<<<<
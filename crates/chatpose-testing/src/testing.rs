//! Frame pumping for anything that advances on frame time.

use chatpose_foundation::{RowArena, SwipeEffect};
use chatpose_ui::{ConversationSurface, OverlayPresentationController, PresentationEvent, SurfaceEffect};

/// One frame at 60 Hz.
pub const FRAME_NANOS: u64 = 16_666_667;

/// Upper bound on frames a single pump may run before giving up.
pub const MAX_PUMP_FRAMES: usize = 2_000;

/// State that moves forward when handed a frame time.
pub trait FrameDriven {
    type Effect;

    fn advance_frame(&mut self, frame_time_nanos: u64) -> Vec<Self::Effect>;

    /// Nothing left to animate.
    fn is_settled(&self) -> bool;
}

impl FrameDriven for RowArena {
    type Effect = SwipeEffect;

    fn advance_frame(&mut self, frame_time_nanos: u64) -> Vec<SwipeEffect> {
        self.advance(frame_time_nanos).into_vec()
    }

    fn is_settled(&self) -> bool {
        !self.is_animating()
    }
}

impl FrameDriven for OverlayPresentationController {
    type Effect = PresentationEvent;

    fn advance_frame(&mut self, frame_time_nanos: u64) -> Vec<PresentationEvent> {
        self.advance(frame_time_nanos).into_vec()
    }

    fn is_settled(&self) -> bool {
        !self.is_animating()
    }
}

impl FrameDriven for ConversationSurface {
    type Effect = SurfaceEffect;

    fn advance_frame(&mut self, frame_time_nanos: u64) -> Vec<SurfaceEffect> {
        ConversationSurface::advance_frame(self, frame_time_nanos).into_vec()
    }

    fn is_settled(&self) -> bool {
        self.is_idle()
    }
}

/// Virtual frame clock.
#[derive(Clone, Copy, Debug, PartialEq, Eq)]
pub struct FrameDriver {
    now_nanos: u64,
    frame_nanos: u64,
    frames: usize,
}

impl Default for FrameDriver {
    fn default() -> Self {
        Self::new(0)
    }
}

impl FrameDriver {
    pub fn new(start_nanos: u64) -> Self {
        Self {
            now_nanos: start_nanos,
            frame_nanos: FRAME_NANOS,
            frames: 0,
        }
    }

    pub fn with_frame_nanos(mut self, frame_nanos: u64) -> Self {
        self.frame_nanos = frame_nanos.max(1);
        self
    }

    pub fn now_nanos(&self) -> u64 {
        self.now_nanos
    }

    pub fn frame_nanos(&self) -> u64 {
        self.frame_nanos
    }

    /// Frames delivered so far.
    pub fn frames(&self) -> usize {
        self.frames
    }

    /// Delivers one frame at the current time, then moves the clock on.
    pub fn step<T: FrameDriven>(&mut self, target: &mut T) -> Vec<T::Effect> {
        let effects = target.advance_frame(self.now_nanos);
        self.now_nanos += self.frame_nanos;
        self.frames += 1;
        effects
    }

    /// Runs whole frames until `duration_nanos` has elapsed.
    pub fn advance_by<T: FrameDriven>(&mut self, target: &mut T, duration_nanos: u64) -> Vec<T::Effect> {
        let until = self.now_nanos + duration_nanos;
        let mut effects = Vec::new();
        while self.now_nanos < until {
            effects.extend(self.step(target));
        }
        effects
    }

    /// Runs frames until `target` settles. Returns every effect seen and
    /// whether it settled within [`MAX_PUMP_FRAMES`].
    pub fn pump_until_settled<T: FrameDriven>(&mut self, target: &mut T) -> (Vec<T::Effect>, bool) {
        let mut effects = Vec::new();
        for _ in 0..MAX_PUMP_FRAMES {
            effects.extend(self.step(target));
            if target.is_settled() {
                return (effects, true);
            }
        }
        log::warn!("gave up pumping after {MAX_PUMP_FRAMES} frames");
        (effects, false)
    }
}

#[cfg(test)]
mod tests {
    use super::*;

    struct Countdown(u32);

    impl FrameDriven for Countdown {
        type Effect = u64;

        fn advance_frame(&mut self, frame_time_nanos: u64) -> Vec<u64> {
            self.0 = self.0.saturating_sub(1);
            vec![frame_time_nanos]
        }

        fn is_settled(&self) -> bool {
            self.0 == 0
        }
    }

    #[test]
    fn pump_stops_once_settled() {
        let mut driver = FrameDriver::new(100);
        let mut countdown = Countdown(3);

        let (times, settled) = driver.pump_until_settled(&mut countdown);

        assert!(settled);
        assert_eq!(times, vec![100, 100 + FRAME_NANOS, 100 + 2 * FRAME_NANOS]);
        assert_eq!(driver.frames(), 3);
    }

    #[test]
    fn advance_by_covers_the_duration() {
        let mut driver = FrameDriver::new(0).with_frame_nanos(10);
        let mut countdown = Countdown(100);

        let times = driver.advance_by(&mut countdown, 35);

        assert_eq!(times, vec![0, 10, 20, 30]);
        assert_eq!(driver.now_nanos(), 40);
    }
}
>>>>
> **The task**
Reproduce the data in its entirety, matching each character.

> **Solved exercise**
filename crates/chatpose-testing/src/testing.rs
//! Frame pumping for anything that advances on frame time.

use chatpose_foundation::{RowArena, SwipeEffect};
use chatpose_ui::{ConversationSurface, OverlayPresentationController, PresentationEvent, SurfaceEffect};

/// One frame at 60 Hz.
pub const FRAME_NANOS: u64 = 16_666_667;

/// Upper bound on frames a single pump may run before giving up.
pub const MAX_PUMP_FRAMES: usize = 2_000;

/// State that moves forward when handed a frame time.
pub trait FrameDriven {
    type Effect;

    fn advance_frame(&mut self, frame_time_nanos: u64) -> Vec<Self::Effect>;

    /// Nothing left to animate.
    fn is_settled(&self) -> bool;
}

impl FrameDriven for RowArena {
    type Effect = SwipeEffect;

    fn advance_frame(&mut self, frame_time_nanos: u64) -> Vec<SwipeEffect> {
        self.advance(frame_time_nanos).into_vec()
    }

    fn is_settled(&self) -> bool {
        !self.is_animating()
    }
}

impl FrameDriven for OverlayPresentationController {
    type Effect = PresentationEvent;

    fn advance_frame(&mut self, frame_time_nanos: u64) -> Vec<PresentationEvent> {
        self.advance(frame_time_nanos).into_vec()
    }

    fn is_settled(&self) -> bool {
        !self.is_animating()
    }
}

impl FrameDriven for ConversationSurface {
    type Effect = SurfaceEffect;

    fn advance_frame(&mut self, frame_time_nanos: u64) -> Vec<SurfaceEffect> {
        ConversationSurface::advance_frame(self, frame_time_nanos).into_vec()
    }

    fn is_settled(&self) -> bool {
        self.is_idle()
    }
}

/// Virtual frame clock.
#[derive(Clone, Copy, Debug, PartialEq, Eq)]
pub struct FrameDriver {
    now_nanos: u64,
    frame_nanos: u64,
    frames: usize,
}

impl Default for FrameDriver {
    fn default() -> Self {
        Self::new(0)
    }
}

impl FrameDriver {
    pub fn new(start_nanos: u64) -> Self {
        Self {
            now_nanos: start_nanos,
            frame_nanos: FRAME_NANOS,
            frames: 0,
        }
    }

    pub fn with_frame_nanos(mut self, frame_nanos: u64) -> Self {
        self.frame_nanos = frame_nanos.max(1);
        self
    }

    pub fn now_nanos(&self) -> u64 {
        self.now_nanos
    }

    pub fn frame_nanos(&self) -> u64 {
        self.frame_nanos
    }

    /// Frames delivered so far.
    pub fn frames(&self) -> usize {
        self.frames
    }

    /// Delivers one frame at the current time, then moves the clock on.
    pub fn step<T: FrameDriven>(&mut self, target: &mut T) -> Vec<T::Effect> {
        let effects = target.advance_frame(self.now_nanos);
        self.now_nanos += self.frame_nanos;
        self.frames += 1;
        effects
    }

    /// Runs whole frames until `duration_nanos` has elapsed.
    pub fn advance_by<T: FrameDriven>(&mut self, target: &mut T, duration_nanos: u64) -> Vec<T::Effect> {
        let until = self.now_nanos + duration_nanos;
        let mut effects = Vec::new();
        while self.now_nanos < until {
            effects.extend(self.step(target));
        }
        effects
    }

    /// Runs frames until `target` settles. Returns every effect seen and
    /// whether it settled within [`MAX_PUMP_FRAMES`].
    pub fn pump_until_settled<T: FrameDriven>(&mut self, target: &mut T) -> (Vec<T::Effect>, bool) {
        let mut effects = Vec::new();
        for _ in 0..MAX_PUMP_FRAMES {
            effects.extend(self.step(target));
            if target.is_settled() {
                return (effects, true);
            }
        }
        log::warn!("gave up pumping after {MAX_PUMP_FRAMES} frames");
        (effects, false)
    }
}

#[cfg(test)]
mod tests {
    use super::*;

    struct Countdown(u32);

    impl FrameDriven for Countdown {
        type Effect = u64;

        fn advance_frame(&mut self, frame_time_nanos: u64) -> Vec<u64> {
            self.0 = self.0.saturating_sub(1);
            vec![frame_time_nanos]
        }

        fn is_settled(&self) -> bool {
            self.0 == 0
        }
    }

    #[test]
    fn pump_stops_once_settled() {
        let mut driver = FrameDriver::new(100);
        let mut countdown = Countdown(3);

        let (times, settled) = driver.pump_until_settled(&mut countdown);

        assert!(settled);
        assert_eq!(times, vec![100, 100 + FRAME_NANOS, 100 + 2 * FRAME_NANOS]);
        assert_eq!(driver.frames(), 3);
    }

    #[test]
    fn advance_by_covers_the_duration() {
        let mut driver = FrameDriver::new(0).with_frame_nanos(10);
        let mut countdown = Countdown(100);

        let times = driver.advance_by(&mut countdown, 35);

        assert_eq!(times, vec![0, 10, 20, 30]);
        assert_eq!(driver.now_nanos(), 40);
    }
}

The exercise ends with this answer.